Comme par effet de boule de neige, la vie s’est calquée sur ce metal qui se propageait dans le monde entier… Nous sommes passés des camionnettes de location… à voyager autour du globe, entassés dans un bus de tournée. Les temps changeaient vraiment très vite et SACRED REICH gagnait en notoriété, de jour en jour.

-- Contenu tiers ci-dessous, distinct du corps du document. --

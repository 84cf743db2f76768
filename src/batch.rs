use std::path::{Path, PathBuf};

use anyhow::Context;
use chrono::{Local, NaiveDate};
use tracing::{info, warn};

use crate::classify::{classify_transcript, ProblemAccumulator, TranscriptContext};
use crate::config::{AnalyzerConfig, SheetLayout};
use crate::error::SheetError;
use crate::extract::{extract_as_of_date, extract_fields};
use crate::models::{AnalysisBatch, AsOfDate, FileReport, FileStatus};
use crate::normalize::normalize_rows;
use crate::registry::{resolve_subjects, ProfileRegistry, SubjectsOfInterest};
use crate::sheet::{is_transcript_file, load_sheet};

pub fn list_transcripts(folder: &Path) -> anyhow::Result<Vec<PathBuf>> {
    let entries = std::fs::read_dir(folder)
        .with_context(|| format!("failed to read folder {}", folder.display()))?;

    let mut files = Vec::new();
    for entry in entries {
        let path = entry?.path();
        if path.is_file() && is_transcript_file(&path) {
            files.push(path);
        }
    }
    files.sort_by(|a, b| a.file_name().cmp(&b.file_name()));
    Ok(files)
}

fn file_name(path: &Path) -> String {
    path.file_name()
        .map(|name| name.to_string_lossy().into_owned())
        .unwrap_or_default()
}

fn track_range(range: &mut (Option<NaiveDate>, Option<NaiveDate>), date: NaiveDate) {
    let (earliest, latest) = range;
    if earliest.map_or(true, |current| date < current) {
        *earliest = Some(date);
    }
    if latest.map_or(true, |current| date > current) {
        *latest = Some(date);
    }
}

/// Folds transcripts into one batch, a file at a time.
///
/// Results only grow between calls to [`BatchAggregator::process_file`], so a
/// caller may stop early and still [`finish`](BatchAggregator::finish) with the
/// files seen so far.
pub struct BatchAggregator<'a> {
    subjects: &'a SubjectsOfInterest,
    class_name: Option<String>,
    layout: SheetLayout,
    today: NaiveDate,
    problems: ProblemAccumulator,
    files: Vec<FileReport>,
    range: (Option<NaiveDate>, Option<NaiveDate>),
}

impl<'a> BatchAggregator<'a> {
    pub fn new(
        subjects: &'a SubjectsOfInterest,
        class_name: Option<&str>,
        layout: SheetLayout,
        today: NaiveDate,
    ) -> Self {
        Self {
            subjects,
            class_name: class_name
                .map(str::trim)
                .filter(|name| !name.is_empty())
                .map(str::to_string),
            layout,
            today,
            problems: ProblemAccumulator::new(),
            files: Vec::new(),
            range: (None, None),
        }
    }

    /// Analyze one transcript. Failures are recorded on the returned report, never raised.
    pub fn process_file(&mut self, path: &Path) -> &FileReport {
        let name = file_name(path);
        let report = match self.analyze_file(path, &name) {
            Ok(report) => report,
            Err(err) => {
                warn!(file = %path.display(), error = %err, "skipping transcript");
                FileReport {
                    file_name: name,
                    student_name: None,
                    class_name: None,
                    as_of: None,
                    emitted: 0,
                    retracted: 0,
                    status: FileStatus::Skipped {
                        reason: err.to_string(),
                    },
                }
            }
        };
        self.files.push(report);
        &self.files[self.files.len() - 1]
    }

    fn analyze_file(&mut self, path: &Path, name: &str) -> Result<FileReport, SheetError> {
        let sheet = load_sheet(path)?;
        let fields = extract_fields(
            sheet.header(self.layout.header_rows),
            name,
            self.class_name.as_deref(),
        );
        let rows = normalize_rows(sheet.body(self.layout.body_offset))?;

        let as_of = match fields.as_of_date {
            Some(date) => {
                track_range(&mut self.range, date);
                AsOfDate::Extracted(date)
            }
            None => {
                warn!(
                    file = %path.display(),
                    today = %self.today,
                    "no as-of date in header, using processing date"
                );
                AsOfDate::Fallback(self.today)
            }
        };

        let context = TranscriptContext {
            student_name: &fields.student_name,
            class_name: fields.class_or_unknown(),
            as_of: as_of.date(),
        };
        let outcome = classify_transcript(&mut self.problems, context, &rows, self.subjects);
        info!(
            file = %path.display(),
            sheet = %sheet.name,
            student = %fields.student_name,
            rows = rows.len(),
            emitted = outcome.emitted,
            retracted = outcome.retracted,
            "transcript analyzed"
        );

        Ok(FileReport {
            file_name: name.to_string(),
            class_name: Some(fields.class_or_unknown().to_string()),
            student_name: Some(fields.student_name),
            as_of: Some(as_of),
            emitted: outcome.emitted,
            retracted: outcome.retracted,
            status: FileStatus::Processed,
        })
    }

    pub fn finish(self) -> AnalysisBatch {
        if self.problems.is_empty() {
            info!(files = self.files.len(), "no problems found");
        } else {
            info!(files = self.files.len(), problems = self.problems.len(), "batch complete");
        }
        let (earliest_date, latest_date) = self.range;
        AnalysisBatch {
            problem_records: self.problems.into_records(),
            earliest_date,
            latest_date,
            files: self.files,
        }
    }
}

/// Analyze every transcript in `folder`.
///
/// Only an unreadable folder is an error; bad files are skipped and listed in
/// [`AnalysisBatch::files`].
pub fn analyze(
    folder: &Path,
    class_name: Option<&str>,
    registry: &dyn ProfileRegistry,
    config: &AnalyzerConfig,
) -> anyhow::Result<AnalysisBatch> {
    analyze_as_of(folder, class_name, registry, config, Local::now().date_naive())
}

pub fn analyze_as_of(
    folder: &Path,
    class_name: Option<&str>,
    registry: &dyn ProfileRegistry,
    config: &AnalyzerConfig,
    today: NaiveDate,
) -> anyhow::Result<AnalysisBatch> {
    let files = list_transcripts(folder)?;
    info!(folder = %folder.display(), files = files.len(), "analyzing transcripts");

    let subjects = resolve_subjects(registry, class_name, &config.default_subjects);
    let mut aggregator = BatchAggregator::new(&subjects, class_name, config.layout, today);
    for path in &files {
        aggregator.process_file(path);
    }

    Ok(aggregator.finish())
}

/// Earliest and latest as-of dates across the folder.
///
/// Counts the same files [`analyze`] would: undated files and files it skips are left out.
pub fn extract_batch_dates(
    folder: &Path,
    layout: SheetLayout,
) -> anyhow::Result<(Option<NaiveDate>, Option<NaiveDate>)> {
    let mut range = (None, None);
    for path in list_transcripts(folder)? {
        match transcript_date(&path, layout) {
            Ok(Some(date)) => track_range(&mut range, date),
            Ok(None) => {}
            Err(err) => warn!(file = %path.display(), error = %err, "could not read transcript date"),
        }
    }
    Ok(range)
}

fn transcript_date(path: &Path, layout: SheetLayout) -> Result<Option<NaiveDate>, SheetError> {
    let sheet = load_sheet(path)?;
    normalize_rows(sheet.body(layout.body_offset))?;
    Ok(extract_as_of_date(sheet.header(layout.header_rows), &file_name(path)))
}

SACRED REICH s’est alors fait signer sur le label Metal Blade Records aux Etats-Unis et distribuer sous licence par Roadrunner pour le reste du monde. Ainsi commença ma collaboration de 26 ans avec Roadrunner.

   

Les quatre albums de SACRED REICH sortis de 1987 à 1990

Début 1989, je reçus un appel du label, me demandant si j’étais d’accord pour prendre en charge tous les groupes de Roadrunner qui n’avaient pas encore de management. Proposition que je refusais alors, car il y avait là quelques groupes avec lesquels je ne voulais pas travailler et puis, j’avais aussi une méthode différente de la plupart des autres managers… Je voyageais avec mes groupes. Je ne voulais donc pas avoir trop de groupes sous ma responsabilité en même temps, car j’avais les casquettes de manager, tour manager, comptable sur la tournée… et je vendais en plus le merchandising. C’était beaucoup à assumer et je ne voulais pas disperser mon attention au détriment des groupes dont je m’occupais déjà. Je manageais alors SACRED REICH, ATROPHY et je m’investissais aussi un peu avec FORCED ENTRY, groupe de Seattle, donc je n’avais pas envie de m’éparpiller. Je ne voulais pas non plus être de ces managers qui restent assis dans leurs bureaux, envoient leurs groupes dans la nature avec 5 dollars en poche, empilés dans un van. Non, je voyageais dans les mêmes conditions que mes groupes et me donnais à fond pour qu’ils réussissent. Tourner, ça demande pas mal d’implication et j’avais une vision très précise de là où je voulais mener mes groupes. Je ne pouvais le faire d’un bureau.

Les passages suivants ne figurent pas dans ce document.